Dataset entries
Segment Open
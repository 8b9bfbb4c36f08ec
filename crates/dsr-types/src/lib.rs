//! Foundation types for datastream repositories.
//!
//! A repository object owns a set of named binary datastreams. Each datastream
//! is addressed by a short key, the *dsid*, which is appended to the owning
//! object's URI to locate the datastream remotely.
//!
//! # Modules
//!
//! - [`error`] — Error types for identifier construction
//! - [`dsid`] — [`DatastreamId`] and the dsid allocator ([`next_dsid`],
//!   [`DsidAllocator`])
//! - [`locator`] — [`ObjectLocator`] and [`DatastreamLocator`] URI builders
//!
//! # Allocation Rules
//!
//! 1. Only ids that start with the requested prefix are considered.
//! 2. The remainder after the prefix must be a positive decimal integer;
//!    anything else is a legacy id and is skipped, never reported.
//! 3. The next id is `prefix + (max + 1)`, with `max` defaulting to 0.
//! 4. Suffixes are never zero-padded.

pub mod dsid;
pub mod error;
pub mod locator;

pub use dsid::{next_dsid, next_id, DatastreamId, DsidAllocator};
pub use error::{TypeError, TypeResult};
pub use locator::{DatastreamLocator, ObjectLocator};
Segment Closed
Segment Open
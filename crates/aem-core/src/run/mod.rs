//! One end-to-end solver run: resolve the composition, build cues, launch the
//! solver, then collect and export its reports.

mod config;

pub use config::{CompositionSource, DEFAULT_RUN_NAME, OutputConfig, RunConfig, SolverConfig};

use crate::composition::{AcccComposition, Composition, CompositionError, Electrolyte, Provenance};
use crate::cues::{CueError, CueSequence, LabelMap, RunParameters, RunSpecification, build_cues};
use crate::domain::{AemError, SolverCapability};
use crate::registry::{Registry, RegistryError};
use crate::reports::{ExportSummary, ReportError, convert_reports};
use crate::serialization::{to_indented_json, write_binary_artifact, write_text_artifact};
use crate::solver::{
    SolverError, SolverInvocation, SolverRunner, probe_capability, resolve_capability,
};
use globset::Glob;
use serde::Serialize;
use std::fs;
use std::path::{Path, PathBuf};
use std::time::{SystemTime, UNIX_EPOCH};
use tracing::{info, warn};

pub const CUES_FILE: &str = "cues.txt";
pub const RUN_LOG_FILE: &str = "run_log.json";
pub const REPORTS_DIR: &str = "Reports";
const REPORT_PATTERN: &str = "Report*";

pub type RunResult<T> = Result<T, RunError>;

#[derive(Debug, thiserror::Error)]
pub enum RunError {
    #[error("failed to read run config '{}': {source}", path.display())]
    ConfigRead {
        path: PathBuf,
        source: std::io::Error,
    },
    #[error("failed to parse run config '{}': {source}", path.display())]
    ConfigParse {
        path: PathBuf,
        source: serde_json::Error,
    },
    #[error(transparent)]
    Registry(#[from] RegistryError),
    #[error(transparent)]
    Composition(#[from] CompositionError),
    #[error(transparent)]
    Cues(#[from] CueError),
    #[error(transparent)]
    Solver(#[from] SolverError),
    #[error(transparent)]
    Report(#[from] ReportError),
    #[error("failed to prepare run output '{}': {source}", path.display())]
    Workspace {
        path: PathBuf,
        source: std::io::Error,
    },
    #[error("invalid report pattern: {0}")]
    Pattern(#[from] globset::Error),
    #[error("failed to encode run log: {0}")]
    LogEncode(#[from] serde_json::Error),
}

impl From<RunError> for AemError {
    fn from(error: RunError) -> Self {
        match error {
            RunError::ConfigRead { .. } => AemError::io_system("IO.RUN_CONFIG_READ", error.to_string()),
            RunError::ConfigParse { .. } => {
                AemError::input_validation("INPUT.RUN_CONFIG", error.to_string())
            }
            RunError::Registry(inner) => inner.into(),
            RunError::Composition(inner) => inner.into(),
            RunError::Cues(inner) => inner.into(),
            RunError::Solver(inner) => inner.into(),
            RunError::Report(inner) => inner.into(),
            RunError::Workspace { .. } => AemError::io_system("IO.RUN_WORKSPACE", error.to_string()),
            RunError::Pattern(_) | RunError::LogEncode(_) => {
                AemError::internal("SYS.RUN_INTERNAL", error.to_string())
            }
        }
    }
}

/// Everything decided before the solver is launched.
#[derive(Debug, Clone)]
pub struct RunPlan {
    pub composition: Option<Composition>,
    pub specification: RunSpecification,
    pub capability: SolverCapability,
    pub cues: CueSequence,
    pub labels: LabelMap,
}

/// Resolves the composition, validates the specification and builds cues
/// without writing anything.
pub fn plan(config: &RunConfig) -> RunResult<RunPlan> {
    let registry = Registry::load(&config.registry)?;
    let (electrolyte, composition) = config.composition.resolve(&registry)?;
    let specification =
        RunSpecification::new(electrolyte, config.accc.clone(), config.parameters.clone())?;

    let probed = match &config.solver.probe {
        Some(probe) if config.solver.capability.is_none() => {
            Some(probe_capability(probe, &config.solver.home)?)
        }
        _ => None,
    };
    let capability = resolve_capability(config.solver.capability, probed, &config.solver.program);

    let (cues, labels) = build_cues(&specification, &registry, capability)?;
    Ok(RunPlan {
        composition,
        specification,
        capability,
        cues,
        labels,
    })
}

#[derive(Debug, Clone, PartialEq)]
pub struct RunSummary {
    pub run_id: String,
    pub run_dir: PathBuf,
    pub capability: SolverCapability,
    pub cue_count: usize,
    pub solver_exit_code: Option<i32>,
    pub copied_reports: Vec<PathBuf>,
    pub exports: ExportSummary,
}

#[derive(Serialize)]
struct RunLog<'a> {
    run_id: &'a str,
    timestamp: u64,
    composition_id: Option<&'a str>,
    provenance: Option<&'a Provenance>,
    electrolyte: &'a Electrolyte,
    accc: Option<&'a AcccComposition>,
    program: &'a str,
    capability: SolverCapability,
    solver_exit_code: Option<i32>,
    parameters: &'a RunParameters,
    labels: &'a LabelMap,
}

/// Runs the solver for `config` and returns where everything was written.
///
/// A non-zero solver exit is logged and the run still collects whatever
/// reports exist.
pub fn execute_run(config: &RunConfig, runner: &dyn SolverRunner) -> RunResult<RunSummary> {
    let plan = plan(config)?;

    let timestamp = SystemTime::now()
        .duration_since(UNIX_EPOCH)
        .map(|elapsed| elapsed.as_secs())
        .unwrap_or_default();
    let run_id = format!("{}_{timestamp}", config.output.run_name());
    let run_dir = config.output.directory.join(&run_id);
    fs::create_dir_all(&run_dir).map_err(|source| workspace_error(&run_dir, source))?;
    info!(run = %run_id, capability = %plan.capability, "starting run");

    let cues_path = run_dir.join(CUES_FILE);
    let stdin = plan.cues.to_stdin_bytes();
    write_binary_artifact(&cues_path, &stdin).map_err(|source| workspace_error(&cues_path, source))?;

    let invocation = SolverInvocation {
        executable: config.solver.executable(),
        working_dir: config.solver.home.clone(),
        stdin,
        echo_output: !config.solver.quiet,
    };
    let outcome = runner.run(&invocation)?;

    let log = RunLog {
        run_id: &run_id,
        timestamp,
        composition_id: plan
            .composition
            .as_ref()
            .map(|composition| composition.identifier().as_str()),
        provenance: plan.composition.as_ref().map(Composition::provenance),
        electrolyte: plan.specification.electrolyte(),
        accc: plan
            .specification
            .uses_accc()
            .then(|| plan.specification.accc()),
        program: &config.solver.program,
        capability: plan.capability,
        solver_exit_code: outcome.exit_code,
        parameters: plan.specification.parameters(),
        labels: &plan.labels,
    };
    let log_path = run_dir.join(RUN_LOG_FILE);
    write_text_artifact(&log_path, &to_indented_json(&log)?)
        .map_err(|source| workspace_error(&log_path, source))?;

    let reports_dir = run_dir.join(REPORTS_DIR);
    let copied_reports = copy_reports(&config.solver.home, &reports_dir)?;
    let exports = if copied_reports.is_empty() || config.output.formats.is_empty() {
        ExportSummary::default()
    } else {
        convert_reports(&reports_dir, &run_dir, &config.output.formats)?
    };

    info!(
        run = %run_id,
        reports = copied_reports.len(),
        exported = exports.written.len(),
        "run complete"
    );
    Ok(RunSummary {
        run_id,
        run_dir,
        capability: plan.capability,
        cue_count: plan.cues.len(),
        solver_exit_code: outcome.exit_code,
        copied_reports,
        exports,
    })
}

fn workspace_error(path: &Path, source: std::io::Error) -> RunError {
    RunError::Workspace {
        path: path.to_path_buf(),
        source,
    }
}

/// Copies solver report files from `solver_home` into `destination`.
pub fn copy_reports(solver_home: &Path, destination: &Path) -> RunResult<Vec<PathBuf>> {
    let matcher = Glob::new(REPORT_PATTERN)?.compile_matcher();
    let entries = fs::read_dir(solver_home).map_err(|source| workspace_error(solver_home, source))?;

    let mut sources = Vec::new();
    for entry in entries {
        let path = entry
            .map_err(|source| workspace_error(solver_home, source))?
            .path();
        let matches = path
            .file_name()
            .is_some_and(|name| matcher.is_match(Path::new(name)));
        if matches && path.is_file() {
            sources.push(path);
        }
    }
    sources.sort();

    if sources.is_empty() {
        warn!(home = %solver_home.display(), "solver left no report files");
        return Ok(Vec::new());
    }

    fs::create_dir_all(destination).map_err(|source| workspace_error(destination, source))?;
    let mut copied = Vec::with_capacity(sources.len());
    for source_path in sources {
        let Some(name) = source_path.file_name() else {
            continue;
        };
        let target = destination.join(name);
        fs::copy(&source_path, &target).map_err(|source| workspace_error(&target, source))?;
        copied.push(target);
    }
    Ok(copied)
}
Segment Closed
## [Task objective]
The response must contain each line above that holds the string "target".

## [Answer section]
        let target = destination.join(name);
        fs::copy(&source_path, &target).map_err(|source| workspace_error(&target, source))?;
        copied.push(target);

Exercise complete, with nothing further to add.